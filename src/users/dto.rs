use serde::{Deserialize, Serialize};

use crate::users::repo::UserProfile;

/// Body for POST /users.
#[derive(Debug, Deserialize)]
pub struct RegisterProfileRequest {
    pub email: String,
    pub height_cm: f64,
    pub weight_kg: f64,
    pub age: i32,
    pub physical_activity: String,
    pub gender: String,
    #[serde(default)]
    pub comorbidities: Vec<String>,
    #[serde(default)]
    pub preferences: String,
}

/// Body for PUT /users/:email. The email comes from the path.
#[derive(Debug, Deserialize)]
pub struct UpdateProfileRequest {
    pub height_cm: f64,
    pub weight_kg: f64,
    pub age: i32,
    pub physical_activity: String,
    pub gender: String,
    #[serde(default)]
    pub comorbidities: Vec<String>,
    #[serde(default)]
    pub preferences: String,
}

/// Profile as returned to clients.
#[derive(Debug, Serialize)]
pub struct ProfileResponse {
    pub email: String,
    pub height_cm: f64,
    pub weight_kg: f64,
    pub age: i32,
    pub physical_activity: String,
    pub gender: String,
    pub comorbidities: Vec<String>,
    pub preferences: String,
}

impl From<UserProfile> for ProfileResponse {
    fn from(profile: UserProfile) -> Self {
        Self {
            email: profile.email,
            height_cm: profile.height_cm,
            weight_kg: profile.weight_kg,
            age: profile.age,
            physical_activity: profile.physical_activity,
            gender: profile.gender,
            comorbidities: profile.comorbidities,
            preferences: profile.preferences,
        }
    }
}

#[cfg(test)]
mod tests {
    use super::*;

    #[test]
    fn register_request_defaults_optional_fields() {
        let payload: RegisterProfileRequest = serde_json::from_str(
            r#"{
                "email": "a@b.c",
                "height_cm": 180.0,
                "weight_kg": 75.0,
                "age": 33,
                "physical_activity": "Moderate",
                "gender": "Male"
            }"#,
        )
        .expect("deserialize register request");
        assert!(payload.comorbidities.is_empty());
        assert!(payload.preferences.is_empty());
    }

    #[test]
    fn profile_response_mirrors_the_profile() {
        let profile = UserProfile::default_for("a@b.c");
        let response = ProfileResponse::from(profile.clone());
        let json = serde_json::to_value(&response).expect("serialize response");
        assert_eq!(json["email"], "a@b.c");
        assert_eq!(json["age"], profile.age);
        assert_eq!(json["physical_activity"], "Moderate");
    }
}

What is required :: In the entries above, find the line with "pub struct UpdateProfileRequest" and the line with "let response = ProfileResponse::from(profile.clone());", then restate word for word both of them and every line between, with nothing more.

Answer to this task ::
pub struct UpdateProfileRequest {
    pub height_cm: f64,
    pub weight_kg: f64,
    pub age: i32,
    pub physical_activity: String,
    pub gender: String,
    #[serde(default)]
    pub comorbidities: Vec<String>,
    #[serde(default)]
    pub preferences: String,
}

/// Profile as returned to clients.
#[derive(Debug, Serialize)]
pub struct ProfileResponse {
    pub email: String,
    pub height_cm: f64,
    pub weight_kg: f64,
    pub age: i32,
    pub physical_activity: String,
    pub gender: String,
    pub comorbidities: Vec<String>,
    pub preferences: String,
}

impl From<UserProfile> for ProfileResponse {
    fn from(profile: UserProfile) -> Self {
        Self {
            email: profile.email,
            height_cm: profile.height_cm,
            weight_kg: profile.weight_kg,
            age: profile.age,
            physical_activity: profile.physical_activity,
            gender: profile.gender,
            comorbidities: profile.comorbidities,
            preferences: profile.preferences,
        }
    }
}

#[cfg(test)]
mod tests {
    use super::*;

    #[test]
    fn register_request_defaults_optional_fields() {
        let payload: RegisterProfileRequest = serde_json::from_str(
            r#"{
                "email": "a@b.c",
                "height_cm": 180.0,
                "weight_kg": 75.0,
                "age": 33,
                "physical_activity": "Moderate",
                "gender": "Male"
            }"#,
        )
        .expect("deserialize register request");
        assert!(payload.comorbidities.is_empty());
        assert!(payload.preferences.is_empty());
    }

    #[test]
    fn profile_response_mirrors_the_profile() {
        let profile = UserProfile::default_for("a@b.c");
        let response = ProfileResponse::from(profile.clone());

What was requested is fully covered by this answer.